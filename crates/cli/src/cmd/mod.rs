//! Mode implementations
//!
//! - `install`: place cuckoo in front of an executable
//! - `invoke`: run the hooks for the name cuckoo was started under

pub mod install;
pub mod invoke;
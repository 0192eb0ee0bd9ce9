//! Base error types for cuckoo
//!
//! Every variant that originates from a failed system call keeps the
//! underlying [`std::io::Error`] together with each path involved, so an
//! operator can finish or undo a half-done installation by hand.

use std::path::PathBuf;
use thiserror::Error;

/// Exit code used when an error carries no OS error number.
pub const GENERIC_FAILURE: i32 = 1;

/// Exit code used for malformed invocations.
pub const USAGE_FAILURE: i32 = 2;

/// Base error type for shared functionality
#[derive(Error, Debug)]
pub enum Error {
    /// The path, or the directory holding it, does not exist
    #[error("'{}' does not exist", path.display())]
    NotFound { path: PathBuf },

    /// The filesystem object is not a regular file, directory or symlink
    #[error("'{}' is not a regular file, directory or symbolic link", path.display())]
    UnsupportedType { path: PathBuf },

    /// Something other than a directory occupies a path that must be one
    #[error("'{}' exists, but is not a directory", path.display())]
    NotADirectory { path: PathBuf },

    /// The process lacks execute permission on the target
    #[error("'{}' is not executable: {source}", path.display())]
    NotExecutable {
        path: PathBuf,
        #[source]
        source: std::io::Error,
    },

    /// Failed to create a directory
    #[error("failed to create '{}': {source}", path.display())]
    DirectoryCreate {
        path: PathBuf,
        #[source]
        source: std::io::Error,
    },

    /// Failed to list a directory
    #[error("failed to read directory '{}': {source}", path.display())]
    DirectoryRead {
        path: PathBuf,
        #[source]
        source: std::io::Error,
    },

    /// Failed to move the intercepted executable into its hook directory
    #[error("failed to move '{}' to '{}': {source}", from.display(), to.display())]
    Relocate {
        from: PathBuf,
        to: PathBuf,
        #[source]
        source: std::io::Error,
    },

    /// The executable was relocated, but the symlink replacing it could not be created
    #[error("unable to symlink '{}' to '{}': {source}", link.display(), target.display())]
    Symlink {
        link: PathBuf,
        target: PathBuf,
        relocated: PathBuf,
        #[source]
        source: std::io::Error,
    },

    /// The path of the running executable could not be determined
    #[error("unable to determine the path of the running executable: {source}")]
    SelfPath {
        #[source]
        source: std::io::Error,
    },

    /// A hook could not be started
    #[error("unable to launch '{}': {source}", path.display())]
    LaunchFailed {
        path: PathBuf,
        #[source]
        source: std::io::Error,
    },

    /// Malformed invocation
    #[error("{0}")]
    Usage(String),

    /// IO error
    #[error("IO error: {0}")]
    Io(#[from] std::io::Error),
}

/// Result type alias
pub type Result<T> = std::result::Result<T, Error>;

impl Error {
    /// The underlying OS error, if this error came from a system call
    pub fn io_source(&self) -> Option<&std::io::Error> {
        match self {
            Error::NotExecutable { source, .. }
            | Error::DirectoryCreate { source, .. }
            | Error::DirectoryRead { source, .. }
            | Error::Relocate { source, .. }
            | Error::Symlink { source, .. }
            | Error::SelfPath { source }
            | Error::LaunchFailed { source, .. }
            | Error::Io(source) => Some(source),
            Error::NotFound { .. }
            | Error::UnsupportedType { .. }
            | Error::NotADirectory { .. }
            | Error::Usage(_) => None,
        }
    }

    /// Process exit code for this error
    ///
    /// Propagates the OS error number where there is one. `NotFound` and
    /// `NotADirectory` map to `ENOENT` and `ENOTDIR` so they read the same as
    /// the equivalent system call failure.
    ///
    /// `ENOENT` and clap's usage code are both 2, so a missing target and a
    /// malformed command line share an exit code. The message on stderr
    /// tells them apart.
    pub fn exit_code(&self) -> i32 {
        match self {
            Error::Usage(_) => USAGE_FAILURE,
            Error::NotFound { .. } => 2,
            Error::NotADirectory { .. } => 20,
            _ => self
                .io_source()
                .and_then(std::io::Error::raw_os_error)
                .filter(|code| *code != 0)
                .unwrap_or(GENERIC_FAILURE),
        }
    }
}

#[cfg(test)]
mod tests {
    #![allow(clippy::unwrap_used, clippy::panic)]
    use super::*;
    use std::io;

    #[test]
    fn test_relocate_error_names_both_paths() {
        let error = Error::Relocate {
            from: PathBuf::from("/usr/bin/foobar"),
            to: PathBuf::from("/usr/bin/.foobar.d/50-foobar"),
            source: io::Error::from_raw_os_error(18),
        };

        let msg = error.to_string();
        assert!(msg.contains("/usr/bin/foobar"));
        assert!(msg.contains("/usr/bin/.foobar.d/50-foobar"));
        assert_eq!(error.exit_code(), 18);
    }

    #[test]
    fn test_symlink_error_names_both_paths() {
        let error = Error::Symlink {
            link: PathBuf::from("/usr/bin/foobar"),
            target: PathBuf::from("/usr/local/bin/cuckoo"),
            relocated: PathBuf::from("/usr/bin/.foobar.d/50-foobar"),
            source: io::Error::from_raw_os_error(13),
        };

        let msg = error.to_string();
        assert!(msg.contains("unable to symlink"));
        assert!(msg.contains("/usr/local/bin/cuckoo"));
        assert_eq!(error.exit_code(), 13);
    }

    #[test]
    fn test_exit_code_without_os_error() {
        let error = Error::Io(io::Error::other("synthetic"));
        assert_eq!(error.exit_code(), GENERIC_FAILURE);

        let error = Error::UnsupportedType {
            path: PathBuf::from("/dev/null"),
        };
        assert_eq!(error.exit_code(), GENERIC_FAILURE);
    }

    #[test]
    fn test_exit_code_for_structural_errors() {
        let not_found = Error::NotFound {
            path: PathBuf::from("/missing"),
        };
        assert_eq!(not_found.exit_code(), 2);

        let not_dir = Error::NotADirectory {
            path: PathBuf::from("/usr/bin/.foobar.d"),
        };
        assert_eq!(not_dir.exit_code(), 20);
        assert!(not_dir.to_string().contains("not a directory"));

        assert_eq!(Error::Usage("bad".into()).exit_code(), USAGE_FAILURE);
    }

    #[test]
    fn test_io_error_conversion() {
        let error: Error = io::Error::new(io::ErrorKind::NotFound, "gone").into();
        assert!(error.to_string().contains("IO error"));
        assert!(error.io_source().is_some());
    }
}
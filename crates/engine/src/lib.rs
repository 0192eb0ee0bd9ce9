//! # Cuckoo Engine
//!
//! The moving parts behind cuckoo:
//!
//! - **Installer**: relocates a target executable into its hook directory
//!   and replaces it with a symlink to cuckoo
//! - **Hooks**: discovery of executables in the per-target and common hook
//!   directories, and sequential execution with first-failure aggregation
//! - **Access**: kernel-checked execute permission

pub mod access;
pub mod hooks;
pub mod installer;

// Re-export path and layout types from core
pub use cuckoo_core::{ResolvedPath, TargetLayout};

// Re-export error types from core
pub use cuckoo_core::{Error, Result};

// Re-export commonly used types
pub use hooks::{HookLoader, HookRunner, HookSequence, RunSummary};
pub use installer::{InstallOutcome, InstallReport, Installer};
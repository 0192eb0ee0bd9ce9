//! Runtime settings
//!
//! cuckoo has no configuration file: hooks are configured by dropping
//! executables into directories. The few knobs that exist are read from the
//! environment once, at start of process.

use std::ffi::OsString;
use std::path::PathBuf;

/// Overrides the root of the common hook directories
pub const COMMON_ROOT_ENV: &str = "CUCKOO_COMMON_ROOT";

/// Log filter directive (`RUST_LOG` syntax)
pub const LOG_FILTER_ENV: &str = "CUCKOO_LOG";

/// Append logs to this file in addition to stderr
pub const LOG_FILE_ENV: &str = "CUCKOO_LOG_FILE";

/// Default root of the common hook directories
pub const DEFAULT_COMMON_ROOT: &str = "/etc/cuckoo";

/// Settings resolved from the environment
#[derive(Debug, Clone, PartialEq, Eq)]
pub struct Settings {
    /// Root of the common hook directories; hooks for `foobar` live in `<root>/foobar`
    pub common_root: PathBuf,

    /// Explicit log filter, overriding the mode's default level
    pub log_filter: Option<String>,

    /// Optional log file
    pub log_file: Option<PathBuf>,
}

impl Default for Settings {
    fn default() -> Self {
        Self {
            common_root: PathBuf::from(DEFAULT_COMMON_ROOT),
            log_filter: None,
            log_file: None,
        }
    }
}

impl Settings {
    /// Read settings from the process environment
    pub fn from_env() -> Self {
        Self::from_lookup(|key| std::env::var_os(key))
    }

    /// Read settings through `lookup`, treating empty values as unset
    pub fn from_lookup<F>(lookup: F) -> Self
    where
        F: Fn(&str) -> Option<OsString>,
    {
        let get = |key: &str| lookup(key).filter(|value| !value.is_empty());
        let defaults = Self::default();

        Self {
            common_root: get(COMMON_ROOT_ENV).map_or(defaults.common_root, PathBuf::from),
            log_filter: get(LOG_FILTER_ENV).map(|v| v.to_string_lossy().into_owned()),
            log_file: get(LOG_FILE_ENV).map(PathBuf::from),
        }
    }
}

#[cfg(test)]
mod tests {
    #![allow(clippy::unwrap_used, clippy::panic)]
    use super::*;
    use serial_test::serial;
    use std::collections::HashMap;

    fn lookup_from(pairs: &[(&str, &str)]) -> impl Fn(&str) -> Option<OsString> {
        let map: HashMap<String, OsString> = pairs
            .iter()
            .map(|(k, v)| ((*k).to_string(), OsString::from(v)))
            .collect();
        move |key| map.get(key).cloned()
    }

    #[test]
    fn test_defaults_when_unset() {
        let settings = Settings::from_lookup(lookup_from(&[]));
        assert_eq!(settings, Settings::default());
        assert_eq!(settings.common_root, PathBuf::from("/etc/cuckoo"));
    }

    #[test]
    fn test_overrides() {
        let settings = Settings::from_lookup(lookup_from(&[
            (COMMON_ROOT_ENV, "/opt/hooks"),
            (LOG_FILTER_ENV, "debug"),
            (LOG_FILE_ENV, "/var/log/cuckoo.log"),
        ]));

        assert_eq!(settings.common_root, PathBuf::from("/opt/hooks"));
        assert_eq!(settings.log_filter.as_deref(), Some("debug"));
        assert_eq!(settings.log_file, Some(PathBuf::from("/var/log/cuckoo.log")));
    }

    #[test]
    fn test_empty_values_are_unset() {
        let settings = Settings::from_lookup(lookup_from(&[
            (COMMON_ROOT_ENV, ""),
            (LOG_FILE_ENV, ""),
        ]));

        assert_eq!(settings, Settings::default());
    }

    #[test]
    #[serial]
    fn test_from_env() {
        temp_env::with_vars(
            [
                (COMMON_ROOT_ENV, Some("/srv/cuckoo")),
                (LOG_FILTER_ENV, None),
                (LOG_FILE_ENV, None),
            ],
            || {
                let settings = Settings::from_env();
                assert_eq!(settings.common_root, PathBuf::from("/srv/cuckoo"));
                assert!(settings.log_filter.is_none());
            },
        );
    }
}
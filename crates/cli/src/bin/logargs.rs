//! Diagnostic hook that logs its own argument vector
//!
//! Drop it (or a symlink to it) into a hook directory to see exactly what a
//! hook receives. Each argument is logged at INFO level to stderr and, when
//! `CUCKOO_LOG_FILE` is set, to that file.

use cuckoo_config::{Settings, Verbosity, logging};

fn main() {
    let settings = Settings::from_env();
    if let Err(e) = logging::init(
        Verbosity::Normal,
        settings.log_filter.as_deref(),
        settings.log_file.as_deref(),
    ) {
        eprintln!("cuckoo-logargs: {e}");
        std::process::exit(e.exit_code());
    }

    for (index, arg) in std::env::args_os().enumerate() {
        tracing::info!("argv[{index}] = '{}'", arg.to_string_lossy());
    }
}
//! Hook discovery
//!
//! Scans the per-target and common hook directories one level deep and
//! merges every executable file into a single sequence ordered by file name.

use super::config::{HookEntry, HookSequence, HookSource};
use crate::access::is_executable;
use cuckoo_core::{Error, Result};
use std::fs;
use std::io;
use std::path::{Path, PathBuf};
use walkdir::WalkDir;

/// Discover hooks for one intercepted executable
pub struct HookLoader {
    per_target_dir: PathBuf,
    common_dir: PathBuf,
}

impl HookLoader {
    /// Create a loader over the per-target and common hook directories
    #[must_use]
    pub fn new(per_target_dir: impl Into<PathBuf>, common_dir: impl Into<PathBuf>) -> Self {
        Self {
            per_target_dir: per_target_dir.into(),
            common_dir: common_dir.into(),
        }
    }

    /// Collect and order all hooks
    ///
    /// Missing directories contribute nothing. Entries are sorted by file
    /// name; on equal names the per-target entry comes first.
    ///
    /// # Errors
    ///
    /// Returns an error if a directory exists but cannot be listed.
    pub fn load(&self) -> Result<HookSequence> {
        let mut entries = Vec::new();

        scan_dir(&self.per_target_dir, HookSource::PerTarget, &mut entries)?;
        if self.same_directory() {
            tracing::debug!(
                "Common hook directory is the per-target directory: {}",
                self.common_dir.display()
            );
        } else {
            scan_dir(&self.common_dir, HookSource::Common, &mut entries)?;
        }

        // stable: keeps per-target ahead of common on equal names
        entries.sort_by(|a, b| a.sort_key().cmp(b.sort_key()));

        tracing::debug!(hook_count = entries.len(), "Discovered hooks");
        Ok(HookSequence::from(entries))
    }

    /// `true` when both paths lead to the same directory
    fn same_directory(&self) -> bool {
        match (
            fs::canonicalize(&self.per_target_dir),
            fs::canonicalize(&self.common_dir),
        ) {
            (Ok(per_target), Ok(common)) => per_target == common,
            _ => false,
        }
    }
}

/// Append the executable files directly inside `dir` to `entries`
fn scan_dir(dir: &Path, source: HookSource, entries: &mut Vec<HookEntry>) -> Result<()> {
    match fs::metadata(dir) {
        Ok(metadata) if metadata.is_dir() => {}
        Ok(_) => {
            tracing::warn!("Ignoring hook path that is not a directory: {}", dir.display());
            return Ok(());
        }
        Err(e) if e.kind() == io::ErrorKind::NotFound => {
            tracing::debug!("Hook directory does not exist: {}", dir.display());
            return Ok(());
        }
        Err(e) => {
            return Err(Error::DirectoryRead {
                path: dir.to_path_buf(),
                source: e,
            });
        }
    }

    let walker = WalkDir::new(dir)
        .min_depth(1)
        .max_depth(1)
        .follow_links(true)
        .sort_by_file_name();

    for entry in walker {
        let entry = match entry {
            Ok(entry) => entry,
            Err(e) if e.depth() == 0 => {
                let source = e
                    .into_io_error()
                    .unwrap_or_else(|| io::Error::other("failed to list directory"));
                return Err(Error::DirectoryRead {
                    path: dir.to_path_buf(),
                    source,
                });
            }
            Err(e) => {
                // dangling symlinks and entries that vanished mid-scan
                tracing::warn!("Skipping unreadable hook entry: {e}");
                continue;
            }
        };

        let path = entry.path();
        if !entry.file_type().is_file() {
            tracing::debug!("Skipping non-file entry: {}", path.display());
            continue;
        }

        if !is_executable(path) {
            tracing::debug!("Skipping non-executable file: {}", path.display());
            continue;
        }

        tracing::debug!(source = ?source, "Found hook: {}", path.display());
        entries.push(HookEntry::new(path.to_path_buf(), source));
    }

    Ok(())
}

EXERCISE GOAL: Scan the entries above for the line containing "symlink to cuckoo", and copy it and all lines after it exactly, down to and including the line containing "pub mod installer;".

OUTPUT:
//!   and replaces it with a symlink to cuckoo
//! - **Hooks**: discovery of executables in the per-target and common hook
//!   directories, and sequential execution with first-failure aggregation
//! - **Access**: kernel-checked execute permission

pub mod access;
pub mod hooks;
pub mod installer;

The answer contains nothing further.